While a circuit split might be an appropriate matter for consideration for the Supreme Court, in deciding whether or not it wishes to grant certiorari, it doesn't satisfy § 158(d)(2).
To the extent that I can go beyond textual analysis (and it is unclear whether I should, because in this respect the statutory text does seem to be subject to plain meaning analysis), common sense is consistent with that reading. If there were a conflict between bankruptcy courts, district courts, or some combination of the two, that could in many circumstances suggest that the Circuit might want to resolve the conflict. But where the Circuit has already decided the bottom line (it being remembered that appellate courts "review judgments, not statements in opinions," see Decision at 5 & n. 1, citing In re O'Brien, 184 F.3d 140, 142 (2d Cir.1999)), there's no conflict for the Circuit to resolve.
The next of the two subfactors within Factor (i) is whether the issue is of "public importance." Starting, once more, with textual analysis, "public importance" is not defined in the Code, nor does the Code articulate standards for deciding it. And ultimately, "public importance" is a relative thing, and it doesn't necessarily mean what a litigant considers to be important.
Certainly, many people would agree that GM's well-being is a matter of public importance; that's one of the reasons why the U.S. Treasury and EDC put billions of dollars at risk to keep GM alive.
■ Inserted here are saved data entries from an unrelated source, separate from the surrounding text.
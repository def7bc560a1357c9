use actix_web::{web, App, HttpResponse, HttpServer, Responder};
use prometheus::{Encoder, Registry, TextEncoder};
use std::sync::Arc;

/// Serve /metrics and /health for scrapers.
/// Runs on its own runtime (see main.rs) so a wedged scrape can never touch
/// the guard's request path.
pub async fn start_metrics_server(registry: Arc<Registry>, port: u16) -> std::io::Result<()> {
    tracing::info!(port, "📊 Metrics exporter listening on /metrics");

    HttpServer::new(move || {
        App::new()
            .app_data(web::Data::new(registry.clone()))
            .route("/metrics", web::get().to(metrics_handler))
            .route("/health", web::get().to(health_handler))
    })
    .bind(("0.0.0.0", port))?
    .run()
    .await
}

async fn metrics_handler(registry: web::Data<Arc<Registry>>) -> impl Responder {
    let encoder = TextEncoder::new();

    let mut buffer = Vec::new();
    if let Err(err) = encoder.encode(&registry.gather(), &mut buffer) {
        tracing::error!(error = %err, "Metrics encoding failed");
        return HttpResponse::InternalServerError().finish();
    }

    HttpResponse::Ok()
        .content_type(encoder.format_type())
        .body(buffer)
}

async fn health_handler() -> impl Responder {
    HttpResponse::Ok().json(serde_json::json!({
        "status": "healthy",
        "service": "delivery-guard",
        "version": env!("CARGO_PKG_VERSION"),
    }))
}
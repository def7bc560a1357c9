// ============================================================================
// Domain Layer - Business Logic
// ============================================================================
//
// Order-delivery rules live here, separated from infrastructure. Each
// aggregate has its own subdirectory with:
// - Value objects
// - Models
// - Errors
// - Guard (transition logic)
//
// This layer holds no storage or HTTP code; it depends on the trait seams
// in store/ and notify/ only.
//
// ============================================================================

pub mod order;

// Future aggregates can be added here:
// pub mod driver;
But what the statute requires is that "the judgment, order, or decree involves a question of law" that "involves a matter of public importance." (Emphasis added).
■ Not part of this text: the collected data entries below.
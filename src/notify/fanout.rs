use std::sync::Arc;

use anyhow::Result;
use async_trait::async_trait;
use futures_util::future::join_all;

use crate::metrics::Metrics;

use super::sender::{CustomerNotice, NotificationSender};

// ============================================================================
// Notification Fan-out
// ============================================================================
//
// Dispatches one notice to every configured channel. Channels are
// independent: a failing push gateway must never block the in-app feed, so
// each failure is logged and counted and the fan-out itself always reports
// success to the guard.
//
// ============================================================================

pub struct NotificationFanout {
    channels: Vec<Arc<dyn NotificationSender>>,
    metrics: Arc<Metrics>,
}

impl NotificationFanout {
    pub fn new(channels: Vec<Arc<dyn NotificationSender>>, metrics: Arc<Metrics>) -> Self {
        Self { channels, metrics }
    }
}

#[async_trait]
impl NotificationSender for NotificationFanout {
    fn channel(&self) -> &'static str {
        "fanout"
    }

    async fn notify_customer(&self, notice: &CustomerNotice) -> Result<()> {
        let attempts = join_all(
            self.channels
                .iter()
                .map(|channel| channel.notify_customer(notice)),
        )
        .await;

        for (channel, attempt) in self.channels.iter().zip(attempts) {
            match attempt {
                Ok(()) => {
                    tracing::debug!(
                        channel = channel.channel(),
                        order_id = %notice.order_id,
                        "Notification delivered"
                    );
                }
                Err(err) => {
                    self.metrics.record_notification_failure(channel.channel());
                    tracing::warn!(
                        channel = channel.channel(),
                        order_id = %notice.order_id,
                        error = %err,
                        "Notification channel failed; other channels unaffected"
                    );
                }
            }
        }

        Ok(())
    }
}

// ============================================================================
// Unit Tests
// ============================================================================

#[cfg(test)]
mod tests {
    use super::*;
    use crate::notify::sender::NoticeKind;
    use std::sync::atomic::{AtomicU32, Ordering};
    use uuid::Uuid;

    struct CountingChannel {
        name: &'static str,
        calls: AtomicU32,
        healthy: bool,
    }

    impl CountingChannel {
        fn new(name: &'static str, healthy: bool) -> Arc<Self> {
            Arc::new(Self {
                name,
                calls: AtomicU32::new(0),
                healthy,
            })
        }
    }

    #[async_trait]
    impl NotificationSender for CountingChannel {
        fn channel(&self) -> &'static str {
            self.name
        }

        async fn notify_customer(&self, _notice: &CustomerNotice) -> Result<()> {
            self.calls.fetch_add(1, Ordering::SeqCst);
            if self.healthy {
                Ok(())
            } else {
                anyhow::bail!("{} is down", self.name)
            }
        }
    }

    fn notice() -> CustomerNotice {
        CustomerNotice {
            customer_id: Uuid::new_v4(),
            order_id: Uuid::new_v4(),
            order_label: "SF-9".to_string(),
            kind: NoticeKind::OrderDelivered,
        }
    }

    #[tokio::test]
    async fn test_every_channel_gets_the_notice() {
        let in_app = CountingChannel::new("in_app", true);
        let push = CountingChannel::new("push", true);
        let metrics = Arc::new(Metrics::new().unwrap());
        let fanout = NotificationFanout::new(vec![in_app.clone(), push.clone()], metrics);

        fanout.notify_customer(&notice()).await.unwrap();

        assert_eq!(in_app.calls.load(Ordering::SeqCst), 1);
        assert_eq!(push.calls.load(Ordering::SeqCst), 1);
    }

    #[tokio::test]
    async fn test_one_dead_channel_does_not_block_the_others() {
        let in_app = CountingChannel::new("in_app", true);
        let push = CountingChannel::new("push", false);
        let metrics = Arc::new(Metrics::new().unwrap());
        let fanout =
            NotificationFanout::new(vec![in_app.clone(), push.clone()], metrics.clone());

        let result = fanout.notify_customer(&notice()).await;

        assert!(result.is_ok());
        assert_eq!(in_app.calls.load(Ordering::SeqCst), 1);
        assert_eq!(push.calls.load(Ordering::SeqCst), 1);
        assert_eq!(
            metrics
                .notification_failures
                .with_label_values(&["push"])
                .get(),
            1
        );
        assert_eq!(
            metrics
                .notification_failures
                .with_label_values(&["in_app"])
                .get(),
            0
        );
    }
}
Whether successor liability can be imposed in section 363 sales is hardly a trivial issue as a matter of bankruptcy law and policy, and undoubtedly it's important to the individual litigants concerned, who understandably wish to proceed against as many parties as they can to recover on their claims. But it's ultimately a matter of statutory interpretation and common law analysis-as contrasted, for example, to constitutional issues, except as litigants try to elevate their state law rights to sue additional parties to matters of constitutional dimension. And it's already been decided by the Circuit; deciding it again is not a matter of public importance. I further agree with the Creditors' Committee when (noting Judge Griesa's comments that the TARP issues implicated "a very, very important matter of great public interest") the Committee contrasts the TARP authorization issues that were an *29 element of the Chrysler appeal, and with the Debtors when they contrast the constitutional issues that Chrysler lenders raised.
Factor (ii)
What I've just said concerning Factor (i) overlaps with my consideration of Factor (ii) resolution of conflicting decisions. There are no conflicting decisions within the Second Circuit for the Circuit to resolve. And the decisions from outside the Circuit are not a basis for § 158(d)(2) review. Moreover, the decisions from outside the Circuit that are relevant here are the same ones that were available for consideration by the Circuit's Chrysler panel.
Factor (iii)
Factor (iii), calling for consideration of whether an immediate appeal "may materially advance the progress of the case," likewise hasn't been satisfied here.
Frankly, the most important consideration in advancing the progress of the case is enabling GM to complete the sale of its assets that is essential to its survival, and which is stayed until Thursday at noon, but not beyond that. The Individual Tort Litigants aren't asking me to block the sale, presumably understanding the serious consequences that would have discussed below in connection with the request, in the alternative, for a stay. The Asbestos Litigants want to block the sale only if I deny certification, and the appeal thus must go to the district court. But even if I were to grant certification (and the Circuit were to decide to take the appeal) it is hard to see how the Circuit could rule on this issue in the two days before the existing Rule 6006(g) stay expires. If the Individual Tort Litigants did indeed have such an expectation, that would be wholly inconsistent with their statements as to how important this issue is.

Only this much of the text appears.